Five simple steps for stimulating interactions with young children — at home, in daycare, or in preschool
Adapted from research by the Center on the Developing Child at Harvard Universityand from resources developed by Filming Interactions to Nurture Development.
When adults react and respond to young children’s babbles, gestures, and cries, they are doing more than providing good, nurturing care. They’re actually laying the groundwork for children’s future growth and development — helping to build the neural connections in the brain that support communication and social skills.
Ordinary back-and-forth interactions between a caregiver and child — called “serve and return” — can shape brain architecture in powerful ways, creating a strong foundation for future learning. Here are five simple ways for parents, daycare providers, and early educators to practice these interactions.

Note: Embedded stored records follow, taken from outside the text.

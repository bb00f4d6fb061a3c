pub use clap;
use cdg_core::SongInfo;
use std::path::{Path, PathBuf};

pub const QUALIFIER: &str = "com.github";
pub const ORGANIZATION: &str = "remind-me-later";
pub const CDG_BIN: &str = "cdg";
pub const CDG_STYLIZED: &str = "Cdg";
const ABOUT: &str = "Decode, play and inspect CD+Graphics karaoke files.";
const AFTER_HELP: &str = "Examples:

    cdg info song.cdg
    cdg play song.cdg --title \"Song\" --singer \"Singer\"
    cdg snapshot song.cdg --at 42.5 -o frame.png
";

#[derive(clap::Parser)]
#[command(name = CDG_BIN, about = ABOUT, after_help = AFTER_HELP, version)]
pub struct Cli {
    #[command(subcommand)]
    command: Command,
    #[arg(
        long,
        global = true,
        help = "JSON configuration file",
        required = false
    )]
    config: Option<PathBuf>,
    #[arg(
        long,
        global = true,
        help = "Log filter directives, overrides RUST_LOG",
        long_help = "Log filter directives in tracing-subscriber EnvFilter syntax, \
           overrides RUST_LOG. Use `cdg_render=trace` to log every applied \
           instruction.",
        required = false
    )]
    log: Option<String>,
}

impl Cli {
    #[must_use]
    #[inline]
    pub const fn command(&self) -> &Command {
        &self.command
    }

    #[must_use]
    #[inline]
    pub fn config(&self) -> Option<&Path> {
        self.config.as_deref()
    }

    #[must_use]
    #[inline]
    pub fn log(&self) -> Option<&str> {
        self.log.as_deref()
    }
}

#[derive(clap::Subcommand)]
pub enum Command {
    /// Print a JSON summary of a CDG file
    Info {
        #[arg(help = "CDG file")]
        file: PathBuf,
    },
    /// Play a CDG file to the end on the internal clock
    Play {
        #[arg(help = "CDG file")]
        file: PathBuf,
        #[command(flatten)]
        song: SongArgs,
    },
    /// Save the screen at a given time as a PNG
    Snapshot {
        #[arg(long, help = "Song position in seconds")]
        at: f64,
        #[arg(help = "CDG file")]
        file: PathBuf,
        #[arg(long, help = "Include the border")]
        full: bool,
        #[arg(
            short,
            long,
            help = "Output PNG, defaults to the data directory",
            required = false
        )]
        output: Option<PathBuf>,
    },
}

/// Metadata echoed back in every player state.
#[derive(clap::Args, Default)]
pub struct SongArgs {
    #[arg(long, help = "Path of the matching audio track")]
    audio: Option<String>,
    #[arg(long, help = "Singer name")]
    singer: Option<String>,
    #[arg(long, help = "Numeric song id")]
    song_id: Option<i64>,
    #[arg(long, help = "Song title")]
    title: Option<String>,
}

impl SongArgs {
    /// Song metadata, the title defaults to the file stem.
    #[must_use]
    pub fn song_info(&self, file: &Path) -> SongInfo {
        let title = self.title.clone().unwrap_or_else(|| {
            file.file_stem()
                .map(|stem| stem.to_string_lossy().into_owned())
                .unwrap_or_default()
        });

        SongInfo {
            audio_path: self.audio.clone().unwrap_or_default(),
            singer_name: self.singer.clone().unwrap_or_default(),
            song_id: self.song_id,
            title,
        }
    }
}
use crate::{
    Error, Event, FrameMode, Observer, PlayerState, Renderer, SongInfo, Stream,
    event::Frame,
    screen::{PX_HEIGHT, PX_WIDTH, VISIBLE_HEIGHT, VISIBLE_WIDTH},
    stream::decode,
    timing::{PROGRESS_INTERVAL, RESEEK_THRESHOLD},
};
use alloc::vec::Vec;
use core::time::Duration;

/// Shorter checkpoint intervals are raised to this, every checkpoint holds a
/// full renderer copy.
pub const MIN_CHECKPOINT_INTERVAL: Duration = Duration::from_secs(1);

/// Tuning knobs for [`Player`].
#[derive(Clone, Copy, Debug, PartialEq, Eq)]
pub struct PlayerOptions {
    /// Store a renderer snapshot every interval so seeks only replay the
    /// tail of the stream. `None` or zero always replays from the start,
    /// non-zero values below [`MIN_CHECKPOINT_INTERVAL`] are raised to it.
    pub checkpoint_interval: Option<Duration>,
    pub frame_mode: FrameMode,
    pub progress_interval: Duration,
    pub reseek_threshold: Duration,
}

impl Default for PlayerOptions {
    fn default() -> Self {
        Self {
            checkpoint_interval: None,
            frame_mode: FrameMode::default(),
            progress_interval: PROGRESS_INTERVAL,
            reseek_threshold: RESEEK_THRESHOLD,
        }
    }
}

/// Maps wall clock time to song time while playing.
#[derive(Clone, Copy, Default)]
struct Anchor {
    // Song position at `wall`
    media: Duration,
    wall: Duration,
}

impl Anchor {
    fn elapsed(self, now: Duration) -> Duration {
        self.media + now.saturating_sub(self.wall)
    }
}

struct Checkpoint {
    cursor: usize,
    renderer: Renderer,
    time: Duration,
}

struct Song {
    checkpoints: Vec<Checkpoint>,
    info: SongInfo,
    stream: Stream,
}

impl Song {
    fn checkpoint_before(&self, time: Duration) -> Option<&Checkpoint> {
        let after = self.checkpoints.partition_point(|cp| cp.time <= time);
        after.checked_sub(1).and_then(|i| self.checkpoints.get(i))
    }
}

/// Playback clock for a CDG stream.
///
/// Keeps the renderer in step with song time, either advancing on its own
/// from wall clock time passed to [`Player::tick`] or following the position
/// reported by an audio player through [`Player::sync_to_audio_time`].
///
/// The player never reads a clock, every operation that depends on the
/// current time takes it as `now`: any monotonic [`Duration`] works as long
/// as the same source is used for every call.
///
/// Until a song is loaded every operation is a no-op.
pub struct Player<O: Observer> {
    anchor: Anchor,
    // Index of the next instruction to apply
    cursor: usize,
    current_time: Duration,
    ended: bool,
    last_progress: Duration,
    observer: O,
    options: PlayerOptions,
    paused: bool,
    paused_at: Duration,
    playing: bool,
    renderer: Renderer,
    song: Option<Song>,
}

impl<O: Observer> Player<O> {
    /// Applies every pending instruction with a timestamp at or before
    /// `target`, returns how many were applied.
    fn advance_to(&mut self, target: Duration) -> usize {
        let Some(song) = &self.song else {
            return 0;
        };

        let pending = song
            .stream
            .instructions()
            .get(self.cursor..)
            .unwrap_or_default();
        let due = pending.partition_point(|timed| timed.time <= target);

        for timed in pending.iter().take(due) {
            self.renderer.apply(&timed.instruction);
        }

        self.cursor += due;
        due
    }

    #[must_use]
    #[inline]
    pub fn current_time(&self) -> Duration {
        self.current_time
    }

    #[must_use]
    #[inline]
    pub fn duration(&self) -> Option<Duration> {
        self.song.as_ref().map(|song| song.stream.duration())
    }

    fn emit_frame(&mut self) {
        if self.observer.wants_frames() {
            let frame = self.frame();
            self.observer.notify(Event::Frame(frame));
        }
    }

    fn emit_progress(&mut self) {
        if self.current_time.abs_diff(self.last_progress) >= self.options.progress_interval {
            self.last_progress = self.current_time;
            self.emit_state(Event::Progress);
        }
    }

    fn emit_state(&mut self, event: fn(PlayerState) -> Event) {
        let state = self.state();
        self.observer.notify(event(state));
    }

    fn finish(&mut self) {
        if self.ended {
            return;
        }

        tracing::info!(
            duration_ms = self.duration().unwrap_or_default().as_millis(),
            "song ended"
        );

        self.stop();
        self.ended = true;
        self.emit_state(Event::End);
    }

    /// Snapshot of the screen in the configured [`FrameMode`].
    #[must_use]
    #[inline]
    pub fn frame(&self) -> Frame {
        let (width, height, rgba) = match self.options.frame_mode {
            FrameMode::Full => (PX_WIDTH, PX_HEIGHT, self.renderer.rgba_frame()),
            FrameMode::Visible => (
                VISIBLE_WIDTH,
                VISIBLE_HEIGHT,
                self.renderer.visible_rgba_frame(),
            ),
        };

        Frame {
            height: u32::from(height),
            rgba,
            timestamp: self.current_time,
            width: u32::from(width),
        }
    }

    #[must_use]
    #[inline]
    pub const fn is_loaded(&self) -> bool {
        self.song.is_some()
    }

    #[must_use]
    #[inline]
    pub const fn is_paused(&self) -> bool {
        self.paused
    }

    #[must_use]
    #[inline]
    pub const fn is_playing(&self) -> bool {
        self.playing
    }

    /// Playing and not paused, the free running clock has work to do.
    #[must_use]
    #[inline]
    pub const fn is_running(&self) -> bool {
        self.playing && !self.paused
    }

    /// Replaces the current song with the one in `data`.
    ///
    /// Instructions at time zero are applied right away and the first frame
    /// is emitted. On error the previously loaded song is left untouched.
    ///
    /// # Errors
    ///
    /// Returns an error if `data` doesn't hold a single complete packet.
    #[inline]
    pub fn load_song(&mut self, data: &[u8], info: SongInfo) -> Result<(), Error> {
        let stream = decode(data);
        if stream.packets() == 0 {
            return Err(Error::EmptyStream { len: data.len() });
        }

        let checkpoints = match self.options.checkpoint_interval {
            Some(interval) if !interval.is_zero() => {
                build_checkpoints(&stream, interval.max(MIN_CHECKPOINT_INTERVAL))
            }
            _ => Vec::new(),
        };

        tracing::info!(
            title = %info.title,
            singer = %info.singer_name,
            packets = stream.packets(),
            instructions = stream.instructions().len(),
            duration_ms = stream.duration().as_millis(),
            checkpoints = checkpoints.len(),
            "loaded song"
        );

        self.reset_playback();
        self.anchor = Anchor::default();
        self.ended = false;
        self.song = Some(Song {
            checkpoints,
            info,
            stream,
        });

        self.advance_to(Duration::ZERO);
        self.emit_state(Event::Loaded);
        self.emit_frame();

        Ok(())
    }

    #[must_use]
    #[inline]
    pub fn new(observer: O) -> Self {
        Self::with_options(observer, PlayerOptions::default())
    }

    #[must_use]
    #[inline]
    pub const fn observer(&self) -> &O {
        &self.observer
    }

    #[inline]
    pub const fn observer_mut(&mut self) -> &mut O {
        &mut self.observer
    }

    #[must_use]
    #[inline]
    pub const fn options(&self) -> &PlayerOptions {
        &self.options
    }

    #[inline]
    pub fn pause(&mut self, now: Duration) {
        if !self.is_loaded() || !self.is_running() {
            return;
        }

        tracing::debug!(position_ms = self.current_time.as_millis(), "pause");

        self.paused = true;
        self.paused_at = now;
        self.emit_state(Event::Pause);
    }

    #[inline]
    pub fn play(&mut self, now: Duration) {
        if !self.is_loaded() || self.is_running() {
            return;
        }

        if self.paused {
            // Shift the anchor past the pause so song time continues where it stopped
            let paused_for = now.saturating_sub(self.paused_at);
            self.anchor.wall += paused_for;
            tracing::debug!(paused_ms = paused_for.as_millis(), "resume");
        } else {
            self.anchor = Anchor {
                media: self.current_time,
                wall: now,
            };
            tracing::debug!(position_ms = self.current_time.as_millis(), "play");
        }

        self.ended = false;
        self.paused = false;
        self.playing = true;
        self.emit_state(Event::Play);
    }

    #[must_use]
    #[inline]
    pub const fn renderer(&self) -> &Renderer {
        &self.renderer
    }

    /// Rebuilds the screen from scratch up to `target`.
    fn replay_to(&mut self, target: Duration) {
        self.renderer.reset();
        self.cursor = 0;

        if let Some(song) = &self.song
            && let Some(checkpoint) = song.checkpoint_before(target)
        {
            self.renderer.clone_from(&checkpoint.renderer);
            self.cursor = checkpoint.cursor;
        }

        self.advance_to(target);
    }

    fn reset_playback(&mut self) {
        self.cursor = 0;
        self.current_time = Duration::ZERO;
        self.last_progress = Duration::ZERO;
        self.paused = false;
        self.playing = false;
        self.renderer.reset();
    }

    /// Jumps to `target`, clamped to the song length.
    ///
    /// Screen state is cumulative, so this replays the stream up to `target`
    /// instead of jumping.
    #[inline]
    pub fn seek(&mut self, target: Duration, now: Duration) {
        let Some(duration) = self.duration() else {
            return;
        };

        let target = target.min(duration);
        tracing::debug!(target_ms = target.as_millis(), "seek");

        self.replay_to(target);
        self.current_time = target;
        self.last_progress = target;
        self.ended = false;

        if self.playing {
            // While paused the anchor moves again on resume
            let wall = if self.paused { self.paused_at } else { now };
            self.anchor = Anchor {
                media: target,
                wall,
            };
        }

        self.emit_frame();
        self.emit_state(Event::Seek);
    }

    #[must_use]
    #[inline]
    pub fn song_info(&self) -> Option<&SongInfo> {
        self.song.as_ref().map(|song| &song.info)
    }

    #[must_use]
    #[inline]
    pub fn state(&self) -> PlayerState {
        let info = self.song_info().cloned().unwrap_or_default();

        PlayerState {
            audio_path: info.audio_path,
            current_time: self.current_time,
            duration: self.duration().unwrap_or_default(),
            paused: self.paused,
            playing: self.playing,
            singer_name: info.singer_name,
            song_id: info.song_id,
            title: info.title,
        }
    }

    #[inline]
    pub fn stop(&mut self) {
        if !self.is_loaded() {
            return;
        }

        tracing::debug!(position_ms = self.current_time.as_millis(), "stop");

        self.reset_playback();
        self.emit_state(Event::Stop);
    }

    #[must_use]
    #[inline]
    pub fn stream(&self) -> Option<&Stream> {
        self.song.as_ref().map(|song| &song.stream)
    }

    /// Follows the position reported by the audio player.
    ///
    /// Moving forward applies only the newly reached instructions. A jump
    /// backwards larger than the reseek threshold is treated as a seek,
    /// smaller ones are jitter and don't touch the screen. Reaching the end of
    /// the song stops the player and emits [`Event::End`].
    #[inline]
    pub fn sync_to_audio_time(&mut self, audio_time: Duration, now: Duration) {
        let Some(duration) = self.duration() else {
            return;
        };

        // Already stopped at the end, hosts keep reporting the final position
        if self.ended && audio_time >= duration {
            return;
        }

        if audio_time > self.current_time {
            let applied = self.advance_to(audio_time);
            self.current_time = audio_time;

            if applied > 0 {
                self.emit_frame();
            }
            self.emit_progress();
        } else if self.current_time - audio_time > self.options.reseek_threshold {
            tracing::debug!(
                from_ms = self.current_time.as_millis(),
                to_ms = audio_time.as_millis(),
                "audio jumped back"
            );
            self.seek(audio_time, now);
        } else {
            self.current_time = audio_time;
        }

        if audio_time >= duration {
            self.finish();
        } else {
            self.ended = false;
        }
    }

    /// One step of the free running clock.
    ///
    /// Meant to be called periodically while [`Player::is_running`], emits a
    /// frame on every call and progress every progress interval.
    #[inline]
    pub fn tick(&mut self, now: Duration) {
        let Some(duration) = self.duration() else {
            return;
        };

        if !self.is_running() {
            return;
        }

        let elapsed = self.anchor.elapsed(now);
        self.advance_to(elapsed);
        self.current_time = elapsed.min(duration);

        self.emit_frame();
        self.emit_progress();

        if elapsed >= duration {
            self.finish();
        }
    }

    #[must_use]
    #[inline]
    pub fn with_options(observer: O, options: PlayerOptions) -> Self {
        Self {
            anchor: Anchor::default(),
            cursor: 0,
            current_time: Duration::ZERO,
            ended: false,
            last_progress: Duration::ZERO,
            observer,
            options,
            paused: false,
            paused_at: Duration::ZERO,
            playing: false,
            renderer: Renderer::default(),
            song: None,
        }
    }
}

fn build_checkpoints(stream: &Stream, interval: Duration) -> Vec<Checkpoint> {
    let mut checkpoints = Vec::new();
    let mut renderer = Renderer::default();
    let mut cursor = 0;
    let mut time = interval;

    while time <= stream.duration() {
        let due = stream.count_until(time);
        for timed in stream.instructions().get(cursor..due).unwrap_or_default() {
            renderer.apply(&timed.instruction);
        }
        cursor = due;

        checkpoints.push(Checkpoint {
            cursor,
            renderer: renderer.clone(),
            time,
        });
        time += interval;
    }

    checkpoints
}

1. Notice What Grabs Your Child’s Attention
Is your child looking or pointing at something? Making a sound or facial expression? Moving her arms and legs? Pay attention to what she is focused on. Look for small opportunities throughout the day — while getting dressed, or waiting in line at the store — to share these moments.
Why? By noticing her “serves,” you’ll learn a lot about your child’s abilities, interests, and needs. You’ll encourage her to explore, and you’ll strengthen the bond between you.
2. Respond with Support
Return the serve by responding to your child. Offer comfort with a hug and gentle words, offer help, or acknowledge what he’s doing. You can make a sound or facial expression — saying, “I see!” or smiling and nodding to let him know you’re noticing the same thing. Pick up the object he’s pointing to and give it to him.
Why? Your responses reward a child’s interests and curiosity. When you respond with encouragement to his actions, he knows that his thoughts and feelings are heard and understood. Never getting a response can actually be stressful for a child.
3. Name It
When you return a child’s serve, name what she is seeing, doing, or feeling. This interaction can form important language connections in her brain, even before she can talk or understand your words. If a child points to her feet, you can also point to them and say, “Yes, those are your feet!”
Why? When you name what a child is focused on, you help her understand the world around her and learn what to expect. You give her words she can use herself.
4. Keep It Going, Take Turns
After you return the serve, give your child a chance to respond. He may repeat the same noise or action, or make a different one. The volley can be quick (from the child to you and back again) or can last for many turns. But waiting is crucial, since children need time to form their responses.
Why? Taking turns helps children learn self-control and how to get along with others. By waiting, you give the child time to develop his ideas and build his confidence and independence. Waiting helps you understand his needs, too.
5. Practice Endings and Beginnings
Children will let you know when they are done or are ready to move on to a new activity. They might let go of a toy, turn to look at something else, walk away, or say “All done!” It’s okay when this happens. Watch your child to see what your next shared point of focus will be.
Why? When you can find moments for a child to take the lead, you support her in exploring her world — and you make more serve-and-return interactions possible.
Simple serve-and-return interactions make everyday moments fun and enriching. By taking ordinary moments during the day to play serve and return, you build the foundation for children’s lifelong learning, good behavior, and good health — and build their skills for facing life’s challenges.